RPGs aren’t really that, they’re interactive story creation, not story telling. Even more than with computer games, normal forms of analysis fail, whether they’re normal literary analytical techniques or inherently subjective and biased critical analyses.

RPGs are made up of the text of the boos, the rules in the books, interpretations thereof, on the fly rulings, the storyline the GM has in mind, the storyline the players have in mind and the intersection of all of these. Increasingly in more modern times we also have increased amounts of online play, which affects the way games are played and how they’re presented (maps, tokens, built-in systems and options). Additionally we now have games as performative, where it’s not just the players who are the audience, but there is also a passive audience.

There’s always been a gaming community, in the sense of ‘people with a common interest’, but every table, every group was its own subculture. With enhanced communication and shared experience online the sense of a, singular ‘community’ has become stronger. This isn’t necessarily good, it has damaged the sense of a plurality, a community of communities, and has led to many people trying to impose their own, personal community values on the broader community, and making assumptions about the other sub communities. Insulting, judgemental ones, even revising history to reframe games as something bad, something ‘unsafe’, that needs ‘fixing’.

We lose something when there’s a single, stifling culture. Whatever its values are. We lose something more, we’ve lost something more, when subcultures no longer have room to breathe. People take it personally when you crush them, crush the things they enjoy and reframe them – unjustly – as villains.

This has been enabled my the media changing.

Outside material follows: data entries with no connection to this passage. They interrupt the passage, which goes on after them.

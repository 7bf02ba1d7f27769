//! Reader for Git's index (staging area) file, version 2.
//!
//! Layout: `DIRC` magic, version, entry count, then variable-length entries
//! sorted by path. Each entry carries stat data, the staged blob hash, and
//! a flags word (assume-valid bit, stage bits, name length); the whole
//! entry is NUL-padded to a multiple of 8 bytes. Extensions after the
//! entries are skipped; the trailing SHA-1 checksum is verified.

use std::io::{Cursor, Read};

use byteorder::{BigEndian, ReadBytesExt};
use chrono::{DateTime, Utc};
use serde::{Deserialize, Serialize};
use sha1::{Digest, Sha1};

use crate::{
    errors::GitError,
    hash::{HASH_SIZE, ObjectHash},
};

const INDEX_MAGIC: &[u8; 4] = b"DIRC";
const INDEX_VERSION: u32 = 2;

/// Fixed-size prefix of an entry: 10 u32 stat fields, the hash, the flags.
const ENTRY_FIXED_LEN: usize = 40 + HASH_SIZE + 2;

/// Flags decoded from an entry's 16-bit flags word.
#[derive(Debug, Clone, Copy, PartialEq, Eq, Serialize, Deserialize)]
pub struct IndexEntryFlags {
    /// The assume-unchanged bit (`git update-index --assume-unchanged`).
    pub assume_valid: bool,
    /// Merge stage (0 = normal, 1..3 = conflict stages).
    pub stage: u8,
}

/// One staged file.
#[derive(Debug, Clone, PartialEq, Eq, Serialize, Deserialize)]
pub struct IndexEntry {
    pub path: String,
    pub mode: u32,
    pub hash: ObjectHash,
    pub flags: IndexEntryFlags,
    pub size: u32,
    pub mtime: DateTime<Utc>,
}

/// Parse a complete index file into its ordered entries.
pub fn parse_index(data: &[u8]) -> Result<Vec<IndexEntry>, GitError> {
    if data.len() < 12 + HASH_SIZE {
        return Err(GitError::InvalidIndexFile("file too short".into()));
    }

    let digest: [u8; HASH_SIZE] = Sha1::digest(&data[..data.len() - HASH_SIZE]).into();
    if digest != data[data.len() - HASH_SIZE..] {
        return Err(GitError::InvalidIndexFile("checksum mismatch".into()));
    }

    let mut cursor = Cursor::new(data);
    let mut magic = [0u8; 4];
    cursor.read_exact(&mut magic)?;
    if &magic != INDEX_MAGIC {
        return Err(GitError::InvalidIndexFile(format!("bad magic {magic:02x?}")));
    }
    let version = cursor.read_u32::<BigEndian>()?;
    if version != INDEX_VERSION {
        return Err(GitError::InvalidIndexFile(format!(
            "unsupported version {version}"
        )));
    }
    let count = cursor.read_u32::<BigEndian>()? as usize;

    let mut entries = Vec::with_capacity(count);
    for _ in 0..count {
        let entry_start = cursor.position() as usize;

        let _ctime_secs = cursor.read_u32::<BigEndian>()?;
        let _ctime_nanos = cursor.read_u32::<BigEndian>()?;
        let mtime_secs = cursor.read_u32::<BigEndian>()?;
        let _mtime_nanos = cursor.read_u32::<BigEndian>()?;
        let _dev = cursor.read_u32::<BigEndian>()?;
        let _ino = cursor.read_u32::<BigEndian>()?;
        let mode = cursor.read_u32::<BigEndian>()?;
        let _uid = cursor.read_u32::<BigEndian>()?;
        let _gid = cursor.read_u32::<BigEndian>()?;
        let size = cursor.read_u32::<BigEndian>()?;
        let hash = ObjectHash::from_stream(&mut cursor)
            .map_err(|_| GitError::InvalidIndexFile("truncated entry hash".into()))?;
        let flags_word = cursor.read_u16::<BigEndian>()?;

        if flags_word & 0x4000 != 0 {
            return Err(GitError::InvalidIndexFile(
                "extended flags are not valid in a v2 index".into(),
            ));
        }
        let flags = IndexEntryFlags {
            assume_valid: flags_word & 0x8000 != 0,
            stage: ((flags_word >> 12) & 0x3) as u8,
        };

        let name_len = (flags_word & 0x0FFF) as usize;
        let path = if name_len < 0x0FFF {
            let mut name = vec![0u8; name_len];
            cursor.read_exact(&mut name)?;
            String::from_utf8_lossy(&name).into_owned()
        } else {
            // Long names are NUL-terminated instead of length-prefixed.
            let rest = &data[cursor.position() as usize..];
            let end = rest
                .iter()
                .position(|b| *b == 0)
                .ok_or_else(|| GitError::InvalidIndexFile("unterminated long name".into()))?;
            let name = String::from_utf8_lossy(&rest[..end]).into_owned();
            cursor.set_position(cursor.position() + end as u64);
            name
        };

        // NUL padding to an 8-byte boundary, at least one byte.
        let consumed = cursor.position() as usize - entry_start;
        debug_assert!(consumed >= ENTRY_FIXED_LEN);
        let padding = 8 - (consumed % 8);
        cursor.set_position(cursor.position() + padding as u64);
        if cursor.position() as usize > data.len() - HASH_SIZE {
            return Err(GitError::InvalidIndexFile("truncated entry list".into()));
        }

        let mtime = DateTime::<Utc>::from_timestamp(mtime_secs as i64, 0)
            .ok_or_else(|| GitError::InvalidIndexFile("mtime out of range".into()))?;
        entries.push(IndexEntry {
            path,
            mode,
            hash,
            flags,
            size,
            mtime,
        });
    }

    // Anything between the last entry and the checksum is extension data
    // (TREE, REUC, ...) and is deliberately skipped.
    Ok(entries)
}

/// Build index v2 bytes from (path, mode, hash, size, mtime-secs) rows.
/// Used by tests and fixture builders.
pub fn encode_index(rows: &[(&str, u32, ObjectHash, u32, u32)]) -> Vec<u8> {
    let mut out = Vec::new();
    out.extend(INDEX_MAGIC);
    out.extend(INDEX_VERSION.to_be_bytes());
    out.extend((rows.len() as u32).to_be_bytes());
    for (path, mode, hash, size, mtime) in rows {
        let start = out.len();
        out.extend(0u32.to_be_bytes()); // ctime secs
        out.extend(0u32.to_be_bytes()); // ctime nanos
        out.extend(mtime.to_be_bytes());
        out.extend(0u32.to_be_bytes()); // mtime nanos
        out.extend(0u32.to_be_bytes()); // dev
        out.extend(0u32.to_be_bytes()); // ino
        out.extend(mode.to_be_bytes());
        out.extend(0u32.to_be_bytes()); // uid
        out.extend(0u32.to_be_bytes()); // gid
        out.extend(size.to_be_bytes());
        out.extend(hash.as_ref());
        out.extend((path.len() as u16 & 0x0FFF).to_be_bytes());
        out.extend(path.as_bytes());
        let consumed = out.len() - start;
        let padding = 8 - (consumed % 8);
        out.extend(std::iter::repeat_n(0u8, padding));
    }
    let digest: [u8; HASH_SIZE] = Sha1::digest(&out).into();
    out.extend(digest);
    out
}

The rise of social media and the emergence of this ‘broadcast’ version of roleplaying, a ‘community’ that is more singular and ruthlessly enforced. We can’t change it back, so what can we do to re-emphasise the more accepting and open historical version of RPGs? The broad church, where the game was more important than anything else?

I don’t know, honestly. The Indie Scene would seem to be the way to do it, but it tends to just create a ghetto with its own stifling culture, whether that be the OSR or the old Indie scene that is now afflicting the mainstream.

Evolve or die, but evolution and change just isn’t that predictable.

What do you think comes next?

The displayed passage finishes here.